Rebuilding Place in the Urban Space

"A community’s physical form, rather than its land uses, is its most intrinsic and enduring characteristic." [Katz, EPA] This blog focuses on place and placemaking and all that makes it work--historic preservation, urban design, transportation, asset-based community development, arts & cultural development, commercial district revitalization, tourism & destination development, and quality of life advocacy--along with doses of civic engagement and good governance watchdogging.

Saturday, July 20, 2019

Cities and counties will have to up their game concerning retail and food deserts

-- "Are poor neighborhoods retail deserts?," USC Lusk Center for Real Estate
-- Baltimore City Food Desert Retail Strategy

1.  CNN has a story about dollar stores ("Dollar stores are everywhere. That's a problem for poor Americans") and how some advocates argue that a preponderance of dollar stores in a community makes it more difficult to recruit a traditional grocery store.

2.  For a planning project I'm trying to work on, I reviewed a piece I wrote many years ago, "In lower income neighborhoods, are businesses supposed to be "community organizations" first?," about how to develop reasonable options for under-served, under-stored, or impoverished communities.

It discusses hard discount options like Sav-A-Lot and PriceRite, creating co-operatives, the public market as a model, and the resources offered by the nonprofit consulting firm UpLift Solutions, which is affiliated with a supermarket firm operating in Philadelphia.

There are some other initiatives, like in Baltimore, DMG Foods created by the Salvation Army ("Salvation Army Opens First Grocery Store Ever In Baltimore," NPR), or a small market called Market@25th in Richmond that has opened in the Church Hill neighborhood ("Market at 25th opens in Richmond food desert elating neighbors," WTVR-TV; "Being There: The Market@25th," Richmond Style Weekly).

 Market@25th is a for profit, created by a somewhat benevolent person.
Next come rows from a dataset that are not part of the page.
//! Grok pattern compiler.
//!
//! The compiler expands a user pattern such as
//! `%{IP:client} %{WORD:method} %{NUMBER:bytes:int}` against a
//! [`PatternRegistry`] into one regular expression with named capture groups,
//! and compiles it into a [`CompiledMatcher`].
//!
//! The compiler is organized into two sub-modules:
//! - `reference` - Tokenization of `%{...}` references
//! - [`capture`] - Group naming, coercions and the group-to-field side table
//!
//! # Expansion rules
//!
//! - `%{SYNTAX:SEMANTIC}` becomes a named group that feeds field `SEMANTIC`.
//! - `%{SYNTAX:SEMANTIC:int}` / `:float` additionally coerces the captured text.
//! - `%{SYNTAX}` becomes a non-capturing group when only named captures are
//!   kept, otherwise a named group feeding field `SYNTAX`.
//! - `%{SYNTAX=REGEX}` defines `SYNTAX` for this pattern only and expands it in
//!   place.
//!
//! Expansion recurses into resolved bodies and is bounded by [`MAX_EXPANSION_DEPTH`].
//!
//! # Examples
//!
//! ```rust
//! use grok_engine::{PatternCompiler, PatternRegistry};
//!
//! let registry = PatternRegistry::with_builtins();
//! let compiler = PatternCompiler::new(&registry);
//! let matcher = compiler.compile("%{IP:client} %{WORD:method} %{NUMBER:bytes:int}")?;
//!
//! let fields: Vec<&str> = matcher.capture_fields().iter().map(|c| c.field.as_str()).collect();
//! assert_eq!(fields, vec!["client", "method", "bytes"]);
//! # Ok::<(), grok_engine::GrokError>(())
//! ```

pub mod capture;
pub(crate) mod reference;

pub use capture::{CaptureField, Coercion};

use crate::error::{GrokError, Result};
use crate::matcher::CompiledMatcher;
use crate::patterns::PatternRegistry;
use capture::{internal_group_name, named_groups, GROUP_PREFIX};
use reference::Reference;
use std::collections::HashMap;

/// Maximum nesting of pattern references before a pattern is considered cyclic.
pub const MAX_EXPANSION_DEPTH: usize = 64;

/// Compiles grok patterns against a registry.
#[derive(Debug, Clone, Copy)]
pub struct PatternCompiler<'r> {
    registry: &'r PatternRegistry,
    named_captures_only: bool,
}

impl<'r> PatternCompiler<'r> {
    /// Create a compiler that keeps only semantic-bearing captures.
    pub fn new(registry: &'r PatternRegistry) -> Self {
        Self {
            registry,
            named_captures_only: true,
        }
    }

    /// Set whether `%{SYNTAX}` references without a semantic are captured.
    pub fn named_captures_only(mut self, named_captures_only: bool) -> Self {
        self.named_captures_only = named_captures_only;
        self
    }

    pub fn registry(&self) -> &PatternRegistry {
        self.registry
    }

    /// Expand `pattern` into a regular expression and the group side table,
    /// without compiling it.
    pub fn expand(&self, pattern: &str) -> Result<(String, Vec<CaptureField>)> {
        let mut expansion = Expansion::new(self, pattern);
        expansion.collect_definitions(pattern);
        let expression = expansion.expand(pattern, &mut Vec::new())?;

        if let Some(offset) = reference::first_malformed(&expression) {
            let tail: String = expression[offset..].chars().take(32).collect();
            return Err(GrokError::InvalidReference(tail));
        }

        let captures = expansion.capture_table(&expression);
        Ok((expression, captures))
    }

    /// Compile `pattern` into a [`CompiledMatcher`].
    ///
    /// # Errors
    ///
    /// Returns [`GrokError::UnresolvedPattern`], [`GrokError::CyclicReference`],
    /// [`GrokError::UnknownCoercion`], [`GrokError::InvalidReference`] or
    /// [`GrokError::InvalidRegex`].
    pub fn compile(&self, pattern: &str) -> Result<CompiledMatcher> {
        let (expression, captures) = self.expand(pattern)?;
        CompiledMatcher::new(pattern, expression, captures)
    }
}

/// Compile `pattern` against `registry`.
pub fn compile(
    pattern: &str,
    registry: &PatternRegistry,
    named_captures_only: bool,
) -> Result<CompiledMatcher> {
    PatternCompiler::new(registry)
        .named_captures_only(named_captures_only)
        .compile(pattern)
}

/// State of one pattern expansion.
struct Expansion<'c, 'r> {
    compiler: &'c PatternCompiler<'r>,
    source: &'c str,
    /// Pattern-local `%{NAME=REGEX}` definitions, consulted before the registry.
    local: HashMap<String, String>,
    /// Generated group identifier -> (field, coercion).
    generated: HashMap<String, (String, Coercion)>,
    next_group: usize,
}

impl<'c, 'r> Expansion<'c, 'r> {
    fn new(compiler: &'c PatternCompiler<'r>, source: &'c str) -> Self {
        Self {
            compiler,
            source,
            local: HashMap::new(),
            generated: HashMap::new(),
            next_group: 0,
        }
    }

    /// Register the inline definitions of the top-level pattern so that plain
    /// references anywhere in it can use them.
    fn collect_definitions(&mut self, text: &str) {
        for reference in reference::scan(text) {
            if let Some(definition) = reference.definition {
                self.local
                    .insert(reference.syntax.to_string(), definition.to_string());
            }
        }
    }

    fn resolve(&self, name: &str) -> Option<String> {
        self.local
            .get(name)
            .map(String::as_str)
            .or_else(|| self.compiler.registry.resolve(name))
            .map(str::to_string)
    }

    /// Substitute every reference in `text`. `stack` holds the names being
    /// expanded on the current path.
    fn expand(&mut self, text: &str, stack: &mut Vec<String>) -> Result<String> {
        let references = reference::scan(text);
        if references.is_empty() {
            return Ok(text.to_string());
        }

        let mut out = String::with_capacity(text.len() * 2);
        let mut last = 0;
        for reference in references {
            out.push_str(&text[last..reference.span.start]);
            let expanded = self.expand_reference(&reference, stack)?;
            out.push_str(&expanded);
            last = reference.span.end;
        }
        out.push_str(&text[last..]);
        Ok(out)
    }

    fn expand_reference(&mut self, reference: &Reference<'_>, stack: &mut Vec<String>) -> Result<String> {
        let syntax = reference.syntax;

        if stack.iter().any(|name| name == syntax) || stack.len() >= MAX_EXPANSION_DEPTH {
            return Err(GrokError::CyclicReference {
                pattern: self.source.to_string(),
                passes: stack.len() + 1,
            });
        }

        let body = match reference.definition {
            Some(definition) => {
                self.local.insert(syntax.to_string(), definition.to_string());
                definition.to_string()
            }
            None => self.resolve(syntax).ok_or_else(|| GrokError::UnresolvedPattern {
                name: syntax.to_string(),
                pattern: self.source.to_string(),
            })?,
        };

        let target = match (reference.semantic, reference.coercion) {
            (Some(semantic), Some(suffix)) => {
                Some((semantic.to_string(), Coercion::parse(suffix, semantic)?))
            }
            (Some(semantic), None) => Some((semantic.to_string(), Coercion::None)),
            (None, _) if !self.compiler.named_captures_only => {
                Some((syntax.to_string(), Coercion::None))
            }
            (None, _) => None,
        };

        // The group is numbered before its body so outer groups precede inner ones.
        let group = target.map(|target| {
            let group = internal_group_name(self.next_group);
            self.next_group += 1;
            self.generated.insert(group.clone(), target);
            group
        });

        stack.push(syntax.to_string());
        let inner = self.expand(&body, stack);
        stack.pop();
        let inner = inner?;

        Ok(match group {
            Some(group) => format!("(?<{group}>{inner})"),
            None => format!("(?:{inner})"),
        })
    }

    /// Build the ordered side table from the named groups of `expression`.
    ///
    /// Groups written directly in pattern text (`(?<name>...)`) feed a field of
    /// the same name.
    fn capture_table(&self, expression: &str) -> Vec<CaptureField> {
        named_groups(expression)
            .into_iter()
            .map(|group| match self.generated.get(&group) {
                Some((field, coercion)) => CaptureField {
                    field: field.clone(),
                    coercion: *coercion,
                    group,
                },
                None => CaptureField {
                    field: group.clone(),
                    coercion: Coercion::None,
                    group,
                },
            })
            .filter(|capture| {
                !capture.group.starts_with(GROUP_PREFIX) || self.generated.contains_key(&capture.group)
            })
            .collect()
    }
}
The nonprofit Fare & Easy which opened up a few years ago is no longer in operation as a nonprofit, but it was sold to a for profit entity that still operates it.

3.  The State of Pennsylvania, in conjunction with the Food Trust, also has a grant program to assist in the development of supermarkets in understored areas.

I think more communities are going to have to create similar programs.

-- Pennsylvania Fresh Food Financing Initiative

4.  Food Trust publishes the Healthy Food Financing Handbook.

5. Communities are going to have to be more proactive and in more retail categories than food, if they want to bring about more retail activation in their communities.

6. I haven't written about Shoppers Food Warehouse, which operates in Maryland and Virginia.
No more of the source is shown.